WHAT YOU ARE ASKED TO DO: Each line of the data below either holds "الإنجليزية" or does not. Report how many do, and only that.

SOURCE MATERIAL:
--- START ---
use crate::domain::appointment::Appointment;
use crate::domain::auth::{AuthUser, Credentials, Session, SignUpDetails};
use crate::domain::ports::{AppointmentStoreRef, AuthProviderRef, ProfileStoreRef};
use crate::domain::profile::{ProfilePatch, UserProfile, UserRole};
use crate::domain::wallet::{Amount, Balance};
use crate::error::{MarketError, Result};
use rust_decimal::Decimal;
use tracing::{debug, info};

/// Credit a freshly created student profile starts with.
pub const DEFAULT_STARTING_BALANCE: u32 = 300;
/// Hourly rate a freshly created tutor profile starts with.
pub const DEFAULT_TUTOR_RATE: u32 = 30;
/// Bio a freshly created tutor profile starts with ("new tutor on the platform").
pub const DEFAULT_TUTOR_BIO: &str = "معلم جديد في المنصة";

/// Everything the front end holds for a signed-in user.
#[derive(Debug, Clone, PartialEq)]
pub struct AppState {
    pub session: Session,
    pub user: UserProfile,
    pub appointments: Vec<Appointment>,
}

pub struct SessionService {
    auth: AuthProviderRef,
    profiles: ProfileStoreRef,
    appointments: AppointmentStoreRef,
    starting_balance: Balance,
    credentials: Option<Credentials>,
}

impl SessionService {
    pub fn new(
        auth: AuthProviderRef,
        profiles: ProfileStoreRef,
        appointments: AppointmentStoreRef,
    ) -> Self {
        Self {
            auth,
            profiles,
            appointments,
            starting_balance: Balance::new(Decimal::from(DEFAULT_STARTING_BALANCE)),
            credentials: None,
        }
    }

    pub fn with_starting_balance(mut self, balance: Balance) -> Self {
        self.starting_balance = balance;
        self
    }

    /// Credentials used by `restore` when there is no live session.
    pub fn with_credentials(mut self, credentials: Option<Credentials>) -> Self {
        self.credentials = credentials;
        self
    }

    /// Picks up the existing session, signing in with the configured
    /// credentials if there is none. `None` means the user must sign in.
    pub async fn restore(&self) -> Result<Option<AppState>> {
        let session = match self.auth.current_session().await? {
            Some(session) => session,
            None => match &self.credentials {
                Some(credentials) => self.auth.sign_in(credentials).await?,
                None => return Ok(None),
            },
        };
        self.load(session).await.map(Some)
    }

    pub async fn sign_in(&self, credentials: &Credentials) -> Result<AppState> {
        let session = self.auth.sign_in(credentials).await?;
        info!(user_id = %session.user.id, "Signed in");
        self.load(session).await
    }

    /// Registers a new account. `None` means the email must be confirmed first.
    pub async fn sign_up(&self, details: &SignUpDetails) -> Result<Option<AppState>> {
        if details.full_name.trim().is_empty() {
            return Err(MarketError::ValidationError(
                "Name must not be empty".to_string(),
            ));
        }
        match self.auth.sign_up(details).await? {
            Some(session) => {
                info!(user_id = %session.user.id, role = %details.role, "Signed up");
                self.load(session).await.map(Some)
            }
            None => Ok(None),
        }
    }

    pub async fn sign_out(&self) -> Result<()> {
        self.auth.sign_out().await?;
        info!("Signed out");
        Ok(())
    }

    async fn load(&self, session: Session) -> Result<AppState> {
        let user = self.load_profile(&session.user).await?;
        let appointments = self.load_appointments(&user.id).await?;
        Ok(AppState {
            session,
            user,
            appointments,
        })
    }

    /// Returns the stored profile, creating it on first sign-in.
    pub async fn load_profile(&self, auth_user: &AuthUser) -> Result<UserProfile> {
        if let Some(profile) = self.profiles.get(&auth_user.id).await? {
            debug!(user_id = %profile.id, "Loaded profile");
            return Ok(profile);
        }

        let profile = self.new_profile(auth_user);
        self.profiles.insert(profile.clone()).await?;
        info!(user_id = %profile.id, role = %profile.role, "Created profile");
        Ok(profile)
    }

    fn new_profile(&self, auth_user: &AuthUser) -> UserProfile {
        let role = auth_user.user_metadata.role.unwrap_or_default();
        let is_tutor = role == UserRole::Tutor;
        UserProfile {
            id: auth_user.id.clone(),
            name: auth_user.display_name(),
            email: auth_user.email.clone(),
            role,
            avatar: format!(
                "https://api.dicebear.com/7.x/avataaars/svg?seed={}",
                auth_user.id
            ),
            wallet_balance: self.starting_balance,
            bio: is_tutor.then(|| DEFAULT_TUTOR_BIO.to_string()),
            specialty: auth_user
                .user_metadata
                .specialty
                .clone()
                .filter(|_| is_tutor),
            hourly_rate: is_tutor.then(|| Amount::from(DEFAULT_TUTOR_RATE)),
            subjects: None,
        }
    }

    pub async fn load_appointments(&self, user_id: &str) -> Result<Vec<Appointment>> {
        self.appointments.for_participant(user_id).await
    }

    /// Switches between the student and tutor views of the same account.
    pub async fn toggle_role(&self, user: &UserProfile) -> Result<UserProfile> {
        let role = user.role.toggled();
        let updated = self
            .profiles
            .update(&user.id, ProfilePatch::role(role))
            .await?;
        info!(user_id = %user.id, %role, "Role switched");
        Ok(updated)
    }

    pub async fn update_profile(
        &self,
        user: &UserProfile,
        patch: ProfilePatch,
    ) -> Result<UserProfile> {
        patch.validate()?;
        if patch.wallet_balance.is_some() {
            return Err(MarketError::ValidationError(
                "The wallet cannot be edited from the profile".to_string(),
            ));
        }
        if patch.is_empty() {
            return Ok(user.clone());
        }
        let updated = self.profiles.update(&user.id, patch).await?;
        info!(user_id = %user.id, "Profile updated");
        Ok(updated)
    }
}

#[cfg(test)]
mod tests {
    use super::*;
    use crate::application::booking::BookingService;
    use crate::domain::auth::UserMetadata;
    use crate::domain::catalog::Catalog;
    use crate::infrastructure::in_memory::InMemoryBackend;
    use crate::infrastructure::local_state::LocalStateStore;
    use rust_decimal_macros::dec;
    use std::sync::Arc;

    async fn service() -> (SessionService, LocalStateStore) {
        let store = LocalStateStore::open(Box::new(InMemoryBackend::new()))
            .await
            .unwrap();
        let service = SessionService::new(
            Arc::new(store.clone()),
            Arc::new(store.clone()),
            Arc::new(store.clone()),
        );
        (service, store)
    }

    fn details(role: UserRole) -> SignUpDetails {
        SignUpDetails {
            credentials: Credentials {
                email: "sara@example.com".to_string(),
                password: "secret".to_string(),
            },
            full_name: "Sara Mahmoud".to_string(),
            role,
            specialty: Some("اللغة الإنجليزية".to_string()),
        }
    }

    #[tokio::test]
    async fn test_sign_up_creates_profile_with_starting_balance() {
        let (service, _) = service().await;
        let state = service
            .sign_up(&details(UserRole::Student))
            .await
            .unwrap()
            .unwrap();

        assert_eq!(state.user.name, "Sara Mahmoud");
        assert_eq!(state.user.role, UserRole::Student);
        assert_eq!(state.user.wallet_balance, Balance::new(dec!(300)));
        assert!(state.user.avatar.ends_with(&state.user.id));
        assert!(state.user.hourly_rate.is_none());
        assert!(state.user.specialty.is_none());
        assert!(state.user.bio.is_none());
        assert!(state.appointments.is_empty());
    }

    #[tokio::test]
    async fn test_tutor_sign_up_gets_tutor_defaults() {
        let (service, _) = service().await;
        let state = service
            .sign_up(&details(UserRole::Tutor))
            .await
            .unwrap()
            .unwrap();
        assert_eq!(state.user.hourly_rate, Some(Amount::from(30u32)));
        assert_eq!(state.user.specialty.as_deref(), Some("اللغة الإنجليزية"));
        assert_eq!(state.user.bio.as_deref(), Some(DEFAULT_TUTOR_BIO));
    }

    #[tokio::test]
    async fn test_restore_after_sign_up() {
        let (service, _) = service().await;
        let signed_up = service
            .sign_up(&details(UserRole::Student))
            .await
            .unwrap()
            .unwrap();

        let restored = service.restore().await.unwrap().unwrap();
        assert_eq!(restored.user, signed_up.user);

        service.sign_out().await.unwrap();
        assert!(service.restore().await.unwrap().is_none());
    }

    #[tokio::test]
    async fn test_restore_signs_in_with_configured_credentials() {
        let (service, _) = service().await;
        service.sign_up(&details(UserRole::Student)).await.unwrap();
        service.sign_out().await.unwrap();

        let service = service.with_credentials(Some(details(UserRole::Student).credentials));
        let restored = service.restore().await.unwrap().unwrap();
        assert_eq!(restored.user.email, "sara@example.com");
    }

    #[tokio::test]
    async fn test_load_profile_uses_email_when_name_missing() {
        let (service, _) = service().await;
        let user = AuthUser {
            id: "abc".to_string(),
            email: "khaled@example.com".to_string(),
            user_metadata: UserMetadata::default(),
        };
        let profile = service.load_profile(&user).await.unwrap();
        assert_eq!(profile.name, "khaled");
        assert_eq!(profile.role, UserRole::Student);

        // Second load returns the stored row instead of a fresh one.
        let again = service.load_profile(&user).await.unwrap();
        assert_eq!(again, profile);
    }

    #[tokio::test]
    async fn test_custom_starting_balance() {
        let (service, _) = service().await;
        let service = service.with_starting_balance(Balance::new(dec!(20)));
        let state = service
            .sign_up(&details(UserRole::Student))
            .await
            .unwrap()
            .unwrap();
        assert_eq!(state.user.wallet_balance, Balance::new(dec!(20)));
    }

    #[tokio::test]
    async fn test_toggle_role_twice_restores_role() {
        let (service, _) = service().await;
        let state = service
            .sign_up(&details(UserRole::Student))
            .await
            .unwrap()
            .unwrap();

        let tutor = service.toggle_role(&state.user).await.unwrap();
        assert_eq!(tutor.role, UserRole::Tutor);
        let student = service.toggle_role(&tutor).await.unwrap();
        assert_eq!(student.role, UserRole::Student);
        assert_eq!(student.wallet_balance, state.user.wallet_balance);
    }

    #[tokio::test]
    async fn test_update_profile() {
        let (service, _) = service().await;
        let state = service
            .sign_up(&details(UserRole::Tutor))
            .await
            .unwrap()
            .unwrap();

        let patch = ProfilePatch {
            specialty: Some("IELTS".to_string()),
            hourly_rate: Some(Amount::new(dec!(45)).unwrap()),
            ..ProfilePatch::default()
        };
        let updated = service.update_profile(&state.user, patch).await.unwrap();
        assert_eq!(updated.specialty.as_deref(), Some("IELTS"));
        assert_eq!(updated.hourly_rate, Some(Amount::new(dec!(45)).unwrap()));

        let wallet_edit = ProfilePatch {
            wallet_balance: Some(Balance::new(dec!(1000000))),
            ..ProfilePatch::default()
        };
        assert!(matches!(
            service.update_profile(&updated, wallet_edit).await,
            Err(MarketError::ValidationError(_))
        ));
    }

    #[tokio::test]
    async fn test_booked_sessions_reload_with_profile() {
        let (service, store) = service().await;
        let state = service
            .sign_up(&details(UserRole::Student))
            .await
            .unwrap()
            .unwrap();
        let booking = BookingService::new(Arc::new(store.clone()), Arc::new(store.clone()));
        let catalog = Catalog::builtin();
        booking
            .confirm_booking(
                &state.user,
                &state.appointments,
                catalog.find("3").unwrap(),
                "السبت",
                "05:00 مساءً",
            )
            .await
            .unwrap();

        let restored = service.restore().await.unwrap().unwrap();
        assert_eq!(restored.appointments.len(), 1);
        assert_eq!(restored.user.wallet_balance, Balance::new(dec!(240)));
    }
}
--- END ---
--- START ---
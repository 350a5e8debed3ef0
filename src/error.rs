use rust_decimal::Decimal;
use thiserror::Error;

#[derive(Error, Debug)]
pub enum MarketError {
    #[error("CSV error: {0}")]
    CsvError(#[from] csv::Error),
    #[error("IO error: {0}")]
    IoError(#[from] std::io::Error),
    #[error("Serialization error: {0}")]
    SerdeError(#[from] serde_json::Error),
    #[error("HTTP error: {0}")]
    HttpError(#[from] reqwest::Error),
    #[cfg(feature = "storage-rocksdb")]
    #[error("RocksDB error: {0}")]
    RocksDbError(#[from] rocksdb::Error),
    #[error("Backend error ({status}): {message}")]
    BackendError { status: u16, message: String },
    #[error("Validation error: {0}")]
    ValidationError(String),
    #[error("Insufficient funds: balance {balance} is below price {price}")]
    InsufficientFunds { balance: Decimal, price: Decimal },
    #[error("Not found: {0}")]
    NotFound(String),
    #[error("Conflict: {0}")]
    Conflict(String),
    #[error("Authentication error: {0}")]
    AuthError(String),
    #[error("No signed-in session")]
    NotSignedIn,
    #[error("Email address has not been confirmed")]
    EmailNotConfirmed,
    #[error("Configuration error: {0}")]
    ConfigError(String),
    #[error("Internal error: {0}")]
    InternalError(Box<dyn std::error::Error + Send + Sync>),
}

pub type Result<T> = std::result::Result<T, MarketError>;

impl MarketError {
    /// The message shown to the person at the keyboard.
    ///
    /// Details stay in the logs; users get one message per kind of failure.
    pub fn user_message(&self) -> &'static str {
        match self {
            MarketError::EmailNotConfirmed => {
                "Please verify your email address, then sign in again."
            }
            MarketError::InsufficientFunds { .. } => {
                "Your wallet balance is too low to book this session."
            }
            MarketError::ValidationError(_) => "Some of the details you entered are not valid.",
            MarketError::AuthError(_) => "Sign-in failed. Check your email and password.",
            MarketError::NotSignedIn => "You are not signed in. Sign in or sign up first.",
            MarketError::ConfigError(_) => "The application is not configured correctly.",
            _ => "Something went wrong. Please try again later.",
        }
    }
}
--- END ---
--- START ---
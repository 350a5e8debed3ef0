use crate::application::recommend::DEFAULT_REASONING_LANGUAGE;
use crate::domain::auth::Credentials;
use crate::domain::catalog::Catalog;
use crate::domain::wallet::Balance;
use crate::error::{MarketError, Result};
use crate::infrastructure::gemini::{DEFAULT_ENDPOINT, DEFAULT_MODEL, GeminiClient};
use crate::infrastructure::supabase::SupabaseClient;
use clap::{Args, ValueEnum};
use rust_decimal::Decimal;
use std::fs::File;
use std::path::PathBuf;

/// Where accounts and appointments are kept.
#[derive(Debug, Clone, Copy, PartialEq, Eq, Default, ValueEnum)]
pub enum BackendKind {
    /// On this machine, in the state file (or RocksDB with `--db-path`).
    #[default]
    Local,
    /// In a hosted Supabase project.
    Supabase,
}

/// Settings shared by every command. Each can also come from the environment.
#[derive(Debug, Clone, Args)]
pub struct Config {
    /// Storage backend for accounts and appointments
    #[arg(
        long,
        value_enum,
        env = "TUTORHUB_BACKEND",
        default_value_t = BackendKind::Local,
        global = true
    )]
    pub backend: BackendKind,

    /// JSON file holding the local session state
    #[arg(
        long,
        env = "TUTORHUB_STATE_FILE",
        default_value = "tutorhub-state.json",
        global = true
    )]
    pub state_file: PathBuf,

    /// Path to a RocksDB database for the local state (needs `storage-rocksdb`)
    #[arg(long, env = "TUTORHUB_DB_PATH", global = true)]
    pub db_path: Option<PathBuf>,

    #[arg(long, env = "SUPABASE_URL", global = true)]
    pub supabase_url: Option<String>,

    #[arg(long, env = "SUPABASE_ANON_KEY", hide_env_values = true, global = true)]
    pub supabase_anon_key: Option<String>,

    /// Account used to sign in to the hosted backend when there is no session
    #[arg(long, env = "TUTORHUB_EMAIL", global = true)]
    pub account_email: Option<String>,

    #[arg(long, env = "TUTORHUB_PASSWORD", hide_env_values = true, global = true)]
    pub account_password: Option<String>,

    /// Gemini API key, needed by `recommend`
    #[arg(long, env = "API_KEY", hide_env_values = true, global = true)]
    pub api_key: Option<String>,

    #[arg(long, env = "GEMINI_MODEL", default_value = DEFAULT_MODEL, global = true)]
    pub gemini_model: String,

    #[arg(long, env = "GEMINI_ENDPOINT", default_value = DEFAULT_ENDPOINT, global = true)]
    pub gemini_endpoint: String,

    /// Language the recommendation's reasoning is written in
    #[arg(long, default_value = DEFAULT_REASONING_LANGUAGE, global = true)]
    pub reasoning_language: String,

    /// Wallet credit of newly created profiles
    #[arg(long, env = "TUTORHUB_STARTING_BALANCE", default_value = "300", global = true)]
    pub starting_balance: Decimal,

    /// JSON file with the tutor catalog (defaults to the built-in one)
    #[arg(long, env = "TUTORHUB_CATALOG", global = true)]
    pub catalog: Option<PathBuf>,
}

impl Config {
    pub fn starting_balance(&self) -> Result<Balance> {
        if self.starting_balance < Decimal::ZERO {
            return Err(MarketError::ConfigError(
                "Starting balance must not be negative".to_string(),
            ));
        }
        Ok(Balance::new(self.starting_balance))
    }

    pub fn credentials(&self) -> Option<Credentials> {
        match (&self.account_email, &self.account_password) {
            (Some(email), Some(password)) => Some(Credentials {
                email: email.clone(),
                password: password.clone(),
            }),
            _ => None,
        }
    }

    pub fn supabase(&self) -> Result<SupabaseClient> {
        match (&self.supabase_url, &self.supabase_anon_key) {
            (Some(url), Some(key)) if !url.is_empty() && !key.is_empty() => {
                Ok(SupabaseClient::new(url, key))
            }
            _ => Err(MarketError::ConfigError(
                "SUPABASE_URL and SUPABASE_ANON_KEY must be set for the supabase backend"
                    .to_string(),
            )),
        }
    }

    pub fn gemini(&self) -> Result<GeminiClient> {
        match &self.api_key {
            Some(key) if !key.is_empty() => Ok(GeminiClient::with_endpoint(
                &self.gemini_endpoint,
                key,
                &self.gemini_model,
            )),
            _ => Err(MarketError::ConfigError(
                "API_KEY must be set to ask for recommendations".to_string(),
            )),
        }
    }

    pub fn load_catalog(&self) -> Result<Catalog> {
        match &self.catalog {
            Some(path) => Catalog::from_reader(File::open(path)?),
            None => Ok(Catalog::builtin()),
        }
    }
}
--- END ---
EXERCISE RESPONSE: 2